◆ Stored data:
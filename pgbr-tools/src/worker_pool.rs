//! A fixed-size thread pool that runs a shared handler closure in parallel (C1).
//!
//! Grounded on the teacher's `ParallelHandler`: a bounded channel feeds `threads` worker
//! threads, the first error raised by any of them aborts further sends, and `wait()` is the
//! barrier every caller must cross before touching state the workers may still be reading.
//!
//! Unlike the teacher's version, a pool may be constructed with zero worker threads: per §5,
//! "when the configured worker count is zero, actions execute inline on the caller thread —
//! semantics are identical, only throughput differs." We fold that into `add()` rather than
//! special-casing call sites.

use std::sync::{Arc, Mutex};
use std::thread::JoinHandle;

use anyhow::{bail, format_err, Error};
use crossbeam_channel::{bounded, Sender};

type HandlerFn<I> = Arc<dyn Fn(I) -> Result<(), Error> + Send + Sync>;

enum Dispatch<I> {
    Inline(HandlerFn<I>),
    Parallel {
        sender: Sender<I>,
        handles: Vec<JoinHandle<()>>,
    },
}

/// The fixed-size worker dispatcher consumed by the link engine (C4) and the delete workflow
/// (C7). `init(n)` creates it, `add` enqueues non-blockingly, `wait` is the barrier, and
/// dropping it calls the equivalent of `destroy`.
pub struct WorkerPool<I> {
    name: String,
    abort: Arc<Mutex<Option<String>>>,
    dispatch: Option<Dispatch<I>>,
}

fn record_first_error(abort: &Mutex<Option<String>>, err: Error) {
    let mut guard = abort.lock().unwrap();
    if guard.is_none() {
        *guard = Some(err.to_string());
    }
}

fn check_abort(abort: &Mutex<Option<String>>) -> Result<(), Error> {
    let guard = abort.lock().unwrap();
    if let Some(msg) = &*guard {
        return Err(format_err!("{msg}"));
    }
    Ok(())
}

impl<I: Send + 'static> WorkerPool<I> {
    /// `init(n)`: `threads == 0` makes every subsequent `add()` run inline.
    pub fn init<F>(name: &str, threads: usize, handler_fn: F) -> Self
    where
        F: Fn(I) -> Result<(), Error> + Send + Sync + 'static,
    {
        let handler_fn: HandlerFn<I> = Arc::new(handler_fn);
        let abort = Arc::new(Mutex::new(None));

        let dispatch = if threads == 0 {
            Dispatch::Inline(handler_fn)
        } else {
            let (sender, receiver) = bounded::<I>(threads);
            let mut handles = Vec::with_capacity(threads);
            for i in 0..threads {
                let receiver = receiver.clone();
                let abort = Arc::clone(&abort);
                let handler_fn = Arc::clone(&handler_fn);
                handles.push(
                    std::thread::Builder::new()
                        .name(format!("{name} ({i})"))
                        .spawn(move || {
                            while let Ok(input) = receiver.recv() {
                                if let Err(err) = handler_fn(input) {
                                    record_first_error(&abort, err);
                                }
                            }
                        })
                        .expect("failed to spawn worker thread"),
                );
            }
            Dispatch::Parallel { sender, handles }
        };

        Self {
            name: name.to_string(),
            abort,
            dispatch: Some(dispatch),
        }
    }

    /// Non-blocking enqueue; runs inline if the pool has no worker threads.
    pub fn add(&self, input: I) -> Result<(), Error> {
        check_abort(&self.abort)?;
        let dispatch = match self.dispatch.as_ref() {
            Some(dispatch) => dispatch,
            None => bail!("worker pool '{}' already drained by wait()", self.name),
        };
        match dispatch {
            Dispatch::Inline(handler_fn) => {
                if let Err(err) = handler_fn(input) {
                    record_first_error(&self.abort, err);
                    return check_abort(&self.abort);
                }
                Ok(())
            }
            Dispatch::Parallel { sender, .. } => match sender.send(input) {
                Ok(()) => Ok(()),
                Err(_) => bail!("worker pool '{}' channel closed", self.name),
            },
        }
    }

    /// Barrier: drains the channel and waits for every worker thread to finish its queue.
    /// Must be called (or the pool dropped) before any post-traversal bookkeeping (§5).
    pub fn wait(&mut self) -> Result<(), Error> {
        match self.dispatch.take() {
            Some(Dispatch::Parallel { sender, handles }) => {
                drop(sender);
                let panics = join_all(handles, &self.name);
                check_abort(&self.abort)?;
                if !panics.is_empty() {
                    bail!("{}", panics.join("\n"));
                }
                Ok(())
            }
            Some(inline @ Dispatch::Inline(_)) => {
                self.dispatch = Some(inline);
                check_abort(&self.abort)
            }
            None => check_abort(&self.abort),
        }
    }

    /// Releases all resources. Must follow a `wait()` (§6); implemented as `Drop` so every
    /// exit path, including error returns, still joins outstanding threads.
    pub fn destroy(self) -> Result<(), Error> {
        drop(self);
        Ok(())
    }
}

fn join_all(mut handles: Vec<JoinHandle<()>>, name: &str) -> Vec<String> {
    let mut msgs = Vec::new();
    let mut i = 0;
    while let Some(handle) = handles.pop() {
        if let Err(panic) = handle.join() {
            let msg = match panic.downcast::<&str>() {
                Ok(m) => format!("thread {name} ({i}) panicked: {m}"),
                Err(_) => format!("thread {name} ({i}) panicked"),
            };
            msgs.push(msg);
        }
        i += 1;
    }
    msgs
}

impl<I> Drop for WorkerPool<I> {
    fn drop(&mut self) {
        if let Some(Dispatch::Parallel { sender, handles }) = self.dispatch.take() {
            drop(sender);
            for handle in handles {
                let _ = handle.join();
            }
        }
    }
}

#[cfg(test)]
mod tests {
    use super::*;
    use std::sync::atomic::{AtomicUsize, Ordering};

    #[test]
    fn inline_pool_runs_on_caller_thread() {
        let counter = Arc::new(AtomicUsize::new(0));
        let c = Arc::clone(&counter);
        let mut pool = WorkerPool::init("test", 0, move |n: usize| {
            c.fetch_add(n, Ordering::SeqCst);
            Ok(())
        });
        for i in 1..=5 {
            pool.add(i).unwrap();
        }
        pool.wait().unwrap();
        assert_eq!(counter.load(Ordering::SeqCst), 15);
    }

    #[test]
    fn parallel_pool_runs_all_items() {
        let counter = Arc::new(AtomicUsize::new(0));
        let c = Arc::clone(&counter);
        let mut pool = WorkerPool::init("test", 4, move |n: usize| {
            c.fetch_add(n, Ordering::SeqCst);
            Ok(())
        });
        for i in 1..=100 {
            pool.add(i).unwrap();
        }
        pool.wait().unwrap();
        assert_eq!(counter.load(Ordering::SeqCst), 5050);
    }

    #[test]
    fn first_error_is_surfaced_and_aborts_further_sends() {
        let mut pool = WorkerPool::init("test", 0, |n: i32| {
            if n == 2 {
                anyhow::bail!("boom");
            }
            Ok(())
        });
        pool.add(1).unwrap();
        let err = pool.add(2).unwrap_err();
        assert!(err.to_string().contains("boom"));
        assert!(pool.add(3).is_err());
    }
}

◆ What you will do: Go through the listing above and return each line where the word "move" occurs.

◆ Finished exercise:
                        .spawn(move || {
        let mut pool = WorkerPool::init("test", 0, move |n: usize| {
        let mut pool = WorkerPool::init("test", 4, move |n: usize| {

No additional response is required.